My mom taught me life doesn't owe us anything. My mother never asked for this sickness, she never did anything to deserve it either. She lived well and yet she fell sick. But she never once showed her anger. She accepted it and lived with it till her last breath. She didn't walk around bruised that she was dealt shitty cards. She lived beautifully as if everyday was a blessing.

My mom taught me patience in everything. I was looking back at some old videos and so many times my sister and I got frustrated because mom didn't understand. One video where we got frustrated because mom didn't understand that Ceaser Salad is ALL THE SAME ANYWHERE. A typical asian mom would have had our heads, but not mom. I do feel bad now for all those times I should have behaved nicer but I'm glad mom didn't freak out. She made it possible for me to be patient with BabyLim now and to make me realise that patience has a stronger impact.

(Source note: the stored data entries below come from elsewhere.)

// --- Exclusive ---

/// Two gestures of which only one may be recognized; the first has priority.
#[derive(Clone, Debug, PartialEq)]
pub struct ExclusiveGesture<A, B> {
    /// The preferred gesture.
    pub first: A,
    /// The fallback gesture, reported only once the first can no longer succeed.
    pub second: B,
}

/// Which half of an [`ExclusiveGesture`] reported.
#[derive(Clone, Debug, PartialEq)]
pub enum ExclusiveValue<A, B> {
    /// The preferred gesture's value.
    First(A),
    /// The fallback gesture's value.
    Second(B),
}

impl<A: Gesture, B: Gesture> Gesture for ExclusiveGesture<A, B> {
    type Value = ExclusiveValue<A::Value, B::Value>;
    type Recognizer<K: TargetKey> = ExclusiveRecognizer<K, A, B>;

    fn make_recognizer<K: TargetKey>(
        &self,
        target: K,
        config: &GestureConfig,
    ) -> ExclusiveRecognizer<K, A, B> {
        ExclusiveRecognizer {
            first: self.first.make_recognizer(target, config),
            second: self.second.make_recognizer(target, config),
            first_processing: true,
            settled: None,
        }
    }
}

/// Recognizer for [`ExclusiveGesture`].
#[derive(Debug)]
pub struct ExclusiveRecognizer<K: TargetKey, A: Gesture, B: Gesture> {
    first: A::Recognizer<K>,
    second: B::Recognizer<K>,
    first_processing: bool,
    settled: Option<GestureState>,
}

impl<K: TargetKey, A: Gesture, B: Gesture> ExclusiveRecognizer<K, A, B> {
    fn handle(
        &mut self,
        targets: &dyn GestureTargets<K>,
        input: Input<'_>,
    ) -> Updates<ExclusiveValue<A::Value, B::Value>> {
        let mut out = Updates::new();
        let first = deliver(&mut self.first, targets, input);
        self.first_processing = self.first.is_valid(targets)
            && !matches!(
                self.first.state(),
                GestureState::Cancelled | GestureState::Failed
            );
        if self.first_processing {
            for update in first {
                if matches!(update, GestureUpdate::Ended(_)) {
                    self.settled = Some(GestureState::Done);
                }
                out.push(update.map(ExclusiveValue::First));
            }
        }
        let second = deliver(&mut self.second, targets, input);
        if !self.first_processing {
            for update in second {
                if matches!(update, GestureUpdate::Ended(_)) {
                    self.settled = Some(GestureState::Done);
                }
                out.push(update.map(ExclusiveValue::Second));
            }
        }
        if input.is_cancel() {
            self.settled = Some(GestureState::Cancelled);
        }
        out
    }
}

impl<K: TargetKey, A: Gesture, B: Gesture> Recognizer<K> for ExclusiveRecognizer<K, A, B> {
    type Value = ExclusiveValue<A::Value, B::Value>;

    route_inputs!();

    fn state(&self) -> GestureState {
        if let Some(state) = self.settled {
            state
        } else if self.first_processing {
            self.first.state()
        } else {
            self.second.state()
        }
    }

    fn is_valid(&self, targets: &dyn GestureTargets<K>) -> bool {
        self.first.is_valid(targets) && self.second.is_valid(targets)
    }

    fn reset(&mut self) {
        self.first.reset();
        self.second.reset();
        self.first_processing = true;
        self.settled = None;
    }
}

#[cfg(test)]
mod tests {
    use super::*;
    use crate::{DragGesture, GestureExt, LongPressGesture, TapGesture};
    use hashbrown::HashMap;
    use kurbo::{Point, Rect};

    fn targets() -> HashMap<u8, Rect> {
        let mut targets = HashMap::new();
        targets.insert(0, Rect::new(0.0, 0.0, 200.0, 200.0));
        targets
    }

    fn make<G: Gesture>(gesture: &G) -> G::Recognizer<u8> {
        gesture.make_recognizer(0, &GestureConfig::default())
    }

    #[test]
    fn simultaneous_reports_both() {
        let t = targets();
        let mut r = make(&TapGesture::default().simultaneously(DragGesture::new(0.0)));
        assert_eq!(
            r.gesture_type(),
            PrimitiveGestureTypes::TAP | PrimitiveGestureTypes::DRAG
        );
        r.began(&t, &PointerEvent::down(Point::new(10.0, 10.0), 0.0));
        assert_eq!(r.state(), GestureState::Processing);
        let moved = r.moved(&t, &PointerEvent::moved(Point::new(12.0, 10.0), 0.1));
        assert!(matches!(
            moved.as_slice(),
            [GestureUpdate::Changed(SimultaneousValue { first: None, second: Some(_) })]
        ));
        let ended = r.ended(&t, &PointerEvent::up(Point::new(12.0, 10.0), 0.2));
        assert_eq!(ended.len(), 2);
        assert!(matches!(
            &ended[1],
            GestureUpdate::Ended(SimultaneousValue { first: Some(()), second: Some(_) })
        ));
        assert_eq!(r.state(), GestureState::Done);
    }

    #[test]
    fn simultaneous_stays_processing_until_both_settle() {
        let t = targets();
        let mut r = make(&TapGesture::default().simultaneously(LongPressGesture::default()));
        r.began(&t, &PointerEvent::down(Point::new(10.0, 10.0), 0.0));
        // The tap succeeds and the long press fails; neither pair rule applies.
        r.ended(&t, &PointerEvent::up(Point::new(10.0, 10.0), 0.1));
        assert_eq!(r.state(), GestureState::Processing);
        assert!(!r.is_possible(&t));
    }

    #[test]
    fn simultaneous_cancel() {
        let t = targets();
        let mut r = make(&TapGesture::default().simultaneously(DragGesture::default()));
        r.began(&t, &PointerEvent::down(Point::ZERO, 0.0));
        r.cancelled(&t, &PointerEvent::cancel(Point::ZERO, 0.1));
        assert_eq!(r.state(), GestureState::Cancelled);
        r.reset();
        assert_eq!(r.state(), GestureState::Ready);
    }

    #[test]
    fn sequence_long_press_then_drag() {
        let t = targets();
        let mut r = make(&LongPressGesture::default().sequenced(DragGesture::new(0.0)));
        let p = Point::new(50.0, 50.0);
        r.began(&t, &PointerEvent::down(p, 0.0));
        let fired = r.tick(&t, 0.6);
        assert!(matches!(
            fired.last(),
            Some(GestureUpdate::Changed(SequenceValue::First(true)))
        ));
        assert_eq!(r.state(), GestureState::Processing);
        let dragged = r.moved(&t, &PointerEvent::moved(Point::new(80.0, 50.0), 0.7));
        assert!(matches!(
            dragged.as_slice(),
            [GestureUpdate::Changed(SequenceValue::Second(true, Some(_)))]
        ));
        let ended = r.ended(&t, &PointerEvent::up(Point::new(80.0, 50.0), 0.8));
        assert!(matches!(
            ended.as_slice(),
            [GestureUpdate::Ended(SequenceValue::Second(true, Some(_)))]
        ));
        assert_eq!(r.state(), GestureState::Done);
    }

    #[test]
    fn sequence_second_before_first_fails() {
        let t = targets();
        let mut r = make(&LongPressGesture::default().sequenced(TapGesture::default()));
        r.began(&t, &PointerEvent::down(Point::new(5.0, 5.0), 0.0));
        let out = r.ended(&t, &PointerEvent::up(Point::new(5.0, 5.0), 0.1));
        assert!(!out.iter().any(|u| matches!(u, GestureUpdate::Ended(_))));
        assert_eq!(r.state(), GestureState::Failed);
    }

    #[test]
    fn exclusive_prefers_first() {
        let t = targets();
        let mut r = make(&TapGesture::default().exclusively(DragGesture::new(0.0)));
        r.began(&t, &PointerEvent::down(Point::new(5.0, 5.0), 0.0));
        // The drag reports movement, but the tap is still possible.
        let moved = r.moved(&t, &PointerEvent::moved(Point::new(9.0, 5.0), 0.1));
        assert!(moved.is_empty());
        let ended = r.ended(&t, &PointerEvent::up(Point::new(9.0, 5.0), 0.2));
        assert!(matches!(
            ended.as_slice(),
            [GestureUpdate::Ended(ExclusiveValue::First(()))]
        ));
        assert_eq!(r.state(), GestureState::Done);
    }

    #[test]
    fn exclusive_falls_back_when_first_fails() {
        let t = targets();
        let mut r = make(&LongPressGesture::default().exclusively(DragGesture::new(0.0)));
        r.began(&t, &PointerEvent::down(Point::new(5.0, 5.0), 0.0));
        let moved = r.moved(&t, &PointerEvent::moved(Point::new(60.0, 5.0), 0.1));
        assert!(matches!(
            moved.last(),
            Some(GestureUpdate::Changed(ExclusiveValue::Second(_)))
        ));
        assert_eq!(r.state(), GestureState::Processing);
    }

    #[test]
    fn filters_intersect() {
        let mut r = make(&TapGesture::default().exclusively(DragGesture::default()));
        let rest = r.set_type_filter(PrimitiveGestureTypes::ALL);
        assert!(!rest.contains(PrimitiveGestureTypes::TAP));
        assert!(!rest.contains(PrimitiveGestureTypes::DRAG));
        assert!(rest.contains(PrimitiveGestureTypes::LONG_PRESS));
    }

    #[test]
    fn exclusive_needs_both_branches() {
        let mut t = targets();
        let mut r = make(&TapGesture::default().exclusively(DragGesture::new(0.0)));
        r.set_type_filter(PrimitiveGestureTypes::ALL - PrimitiveGestureTypes::TAP);
        assert!(!r.is_valid(&t));

        let mut r = make(&TapGesture::default().exclusively(DragGesture::new(0.0)));
        r.began(&t, &PointerEvent::down(Point::new(5.0, 5.0), 0.0));
        assert!(r.is_possible(&t));
        t.clear();
        assert!(!r.is_possible(&t));
    }
}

My mom taught me that kindness and trustworthiness are more important than being popular. My mom wasn't an extrovert, she didn't have 1001 parties or functions to attend, she didn't have friends calling or texting in every other minute but she was liked. She had built strong relationships with those who were in her life - friends and family. She didn't give up herself to be someone she wasn't, she just was herself. Kind and trustworthy.

My mom taught me to be a better mother. When I found out I was pregnant, I did freak out because I didn't know how to mother and how mom wasn't around to help me! I am surprising myself everyday as I see more of my mom in me than I thought possible. She had imparted in me the keys to being a good mother through her own life and from those conversations we had. She taught me how to create a harmonious relationship with my children.

My mom taught me to be a great wife. She showed me how to be the woman behind a successful man. The one who supports and love behind the scenes, the one who holds the family together, the one who is pillars the household so that her husband can focus on his responsibilities and the one who is an equal partner in the marriage. My mother showed me what a loved woman looks like and how a happy husband is a happy wife as well.

My mom taught me cherish everything. To never take anything for granted especially time. To not waste energy on the negative but use it to better the positives. Time is limited and while tomorrow is a blur, whenever you have the opportunity live with purpose and meaning.

Most importantly my mom taught me that no matter how dark the situation looks, there is always hope. That nothing is ever truly the end and to fight for tomorrow, today. To never settle for the end and to always have faith that tomorrow will be a better day.

Yes, I miss her very much and I miss all the special moments with her. But she is never truly gone. It took me 4 years to write this post because it has taken me this long to understand that she lives through me. I choose to honour her this way through my actions and to reflect her until I finally get to meet her again in eternity.